#### WHAT THIS TASK INVOLVES:
Please return all of the data exactly as written.

☆ ☆ ☆ ☆ ☆

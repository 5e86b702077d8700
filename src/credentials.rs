//! Credential store
//!
//! Maps a PiControl service URL to the secrets obtained when logging in to
//! it. The MQTT layer only reads the broker username/password pair at
//! connect time.

use crate::transport::BrokerCredentials;
use serde::{Deserialize, Serialize};
use std::collections::BTreeMap;
use std::fmt;
use std::fs;
use std::io;
use std::path::{Path, PathBuf};
use thiserror::Error;
use tracing::debug;

#[derive(Debug, Error)]
pub enum CredentialError {
    #[error("Failed to access credential store: {0}")]
    Io(#[from] io::Error),
    #[error("Credential store is corrupt: {0}")]
    Format(#[from] serde_json::Error),
    #[error("No credentials stored for {0}")]
    NotFound(String),
    #[error("Credentials for {0} carry no broker login")]
    NoBrokerLogin(String),
}

/// Secrets for one PiControl service
#[derive(Clone, PartialEq, Eq, Default, Serialize, Deserialize)]
#[serde(rename_all = "camelCase")]
pub struct ServiceCredentials {
    pub password: String,
    pub token: String,
    pub mqtt_username: String,
    pub mqtt_password: String,
}

impl ServiceCredentials {
    /// Broker login, if the service handed one out
    pub fn broker_credentials(&self) -> Option<BrokerCredentials> {
        if self.mqtt_username.is_empty() {
            return None;
        }
        Some(BrokerCredentials::new(
            self.mqtt_username.clone(),
            self.mqtt_password.clone(),
        ))
    }
}

impl fmt::Debug for ServiceCredentials {
    fn fmt(&self, f: &mut fmt::Formatter<'_>) -> fmt::Result {
        f.debug_struct("ServiceCredentials")
            .field("password", &"***")
            .field("token", &"***")
            .field("mqtt_username", &self.mqtt_username)
            .field("mqtt_password", &"***")
            .finish()
    }
}

/// Service URL to credentials
pub type CredentialMap = BTreeMap<String, ServiceCredentials>;

pub trait CredentialStore: Send + Sync {
    fn load(&self) -> Result<CredentialMap, CredentialError>;

    fn save(&self, credentials: &CredentialMap) -> Result<(), CredentialError>;

    /// Broker login stored for `service_url`
    fn broker_credentials(&self, service_url: &str) -> Result<BrokerCredentials, CredentialError> {
        let credentials = self.load()?;
        let service = credentials
            .get(service_url)
            .ok_or_else(|| CredentialError::NotFound(service_url.to_string()))?;
        service
            .broker_credentials()
            .ok_or_else(|| CredentialError::NoBrokerLogin(service_url.to_string()))
    }
}

/// JSON file backed store
#[derive(Debug, Clone)]
pub struct FileCredentialStore {
    path: PathBuf,
}

impl FileCredentialStore {
    pub fn new<P: Into<PathBuf>>(path: P) -> Self {
        Self { path: path.into() }
    }

    pub fn path(&self) -> &Path {
        &self.path
    }
}

impl CredentialStore for FileCredentialStore {
    /// A missing file is an empty store
    fn load(&self) -> Result<CredentialMap, CredentialError> {
        match fs::read(&self.path) {
            Ok(bytes) => Ok(serde_json::from_slice(&bytes)?),
            Err(e) if e.kind() == io::ErrorKind::NotFound => {
                debug!(path = %self.path.display(), "No credential store yet");
                Ok(CredentialMap::new())
            }
            Err(e) => Err(e.into()),
        }
    }

    fn save(&self, credentials: &CredentialMap) -> Result<(), CredentialError> {
        if let Some(parent) = self.path.parent() {
            fs::create_dir_all(parent)?;
        }

        // Write next to the target and rename over it so readers never see
        // a half-written store
        let staging = self.path.with_extension("tmp");
        fs::write(&staging, serde_json::to_vec_pretty(credentials)?)?;
        fs::rename(&staging, &self.path)?;
        Ok(())
    }
}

☆ ☆ ☆ ☆ ☆

#### ANSWER SECTION:
repository 5e86b702077d8700
filename src/credentials.rs
//! Credential store
//!
//! Maps a PiControl service URL to the secrets obtained when logging in to
//! it. The MQTT layer only reads the broker username/password pair at
//! connect time.

use crate::transport::BrokerCredentials;
use serde::{Deserialize, Serialize};
use std::collections::BTreeMap;
use std::fmt;
use std::fs;
use std::io;
use std::path::{Path, PathBuf};
use thiserror::Error;
use tracing::debug;

#[derive(Debug, Error)]
pub enum CredentialError {
    #[error("Failed to access credential store: {0}")]
    Io(#[from] io::Error),
    #[error("Credential store is corrupt: {0}")]
    Format(#[from] serde_json::Error),
    #[error("No credentials stored for {0}")]
    NotFound(String),
    #[error("Credentials for {0} carry no broker login")]
    NoBrokerLogin(String),
}

/// Secrets for one PiControl service
#[derive(Clone, PartialEq, Eq, Default, Serialize, Deserialize)]
#[serde(rename_all = "camelCase")]
pub struct ServiceCredentials {
    pub password: String,
    pub token: String,
    pub mqtt_username: String,
    pub mqtt_password: String,
}

impl ServiceCredentials {
    /// Broker login, if the service handed one out
    pub fn broker_credentials(&self) -> Option<BrokerCredentials> {
        if self.mqtt_username.is_empty() {
            return None;
        }
        Some(BrokerCredentials::new(
            self.mqtt_username.clone(),
            self.mqtt_password.clone(),
        ))
    }
}

impl fmt::Debug for ServiceCredentials {
    fn fmt(&self, f: &mut fmt::Formatter<'_>) -> fmt::Result {
        f.debug_struct("ServiceCredentials")
            .field("password", &"***")
            .field("token", &"***")
            .field("mqtt_username", &self.mqtt_username)
            .field("mqtt_password", &"***")
            .finish()
    }
}

/// Service URL to credentials
pub type CredentialMap = BTreeMap<String, ServiceCredentials>;

pub trait CredentialStore: Send + Sync {
    fn load(&self) -> Result<CredentialMap, CredentialError>;

    fn save(&self, credentials: &CredentialMap) -> Result<(), CredentialError>;

    /// Broker login stored for `service_url`
    fn broker_credentials(&self, service_url: &str) -> Result<BrokerCredentials, CredentialError> {
        let credentials = self.load()?;
        let service = credentials
            .get(service_url)
            .ok_or_else(|| CredentialError::NotFound(service_url.to_string()))?;
        service
            .broker_credentials()
            .ok_or_else(|| CredentialError::NoBrokerLogin(service_url.to_string()))
    }
}

/// JSON file backed store
#[derive(Debug, Clone)]
pub struct FileCredentialStore {
    path: PathBuf,
}

impl FileCredentialStore {
    pub fn new<P: Into<PathBuf>>(path: P) -> Self {
        Self { path: path.into() }
    }

    pub fn path(&self) -> &Path {
        &self.path
    }
}

impl CredentialStore for FileCredentialStore {
    /// A missing file is an empty store
    fn load(&self) -> Result<CredentialMap, CredentialError> {
        match fs::read(&self.path) {
            Ok(bytes) => Ok(serde_json::from_slice(&bytes)?),
            Err(e) if e.kind() == io::ErrorKind::NotFound => {
                debug!(path = %self.path.display(), "No credential store yet");
                Ok(CredentialMap::new())
            }
            Err(e) => Err(e.into()),
        }
    }

    fn save(&self, credentials: &CredentialMap) -> Result<(), CredentialError> {
        if let Some(parent) = self.path.parent() {
            fs::create_dir_all(parent)?;
        }

        // Write next to the target and rename over it so readers never see
        // a half-written store
        let staging = self.path.with_extension("tmp");
        fs::write(&staging, serde_json::to_vec_pretty(credentials)?)?;
        fs::rename(&staging, &self.path)?;
        Ok(())
    }
}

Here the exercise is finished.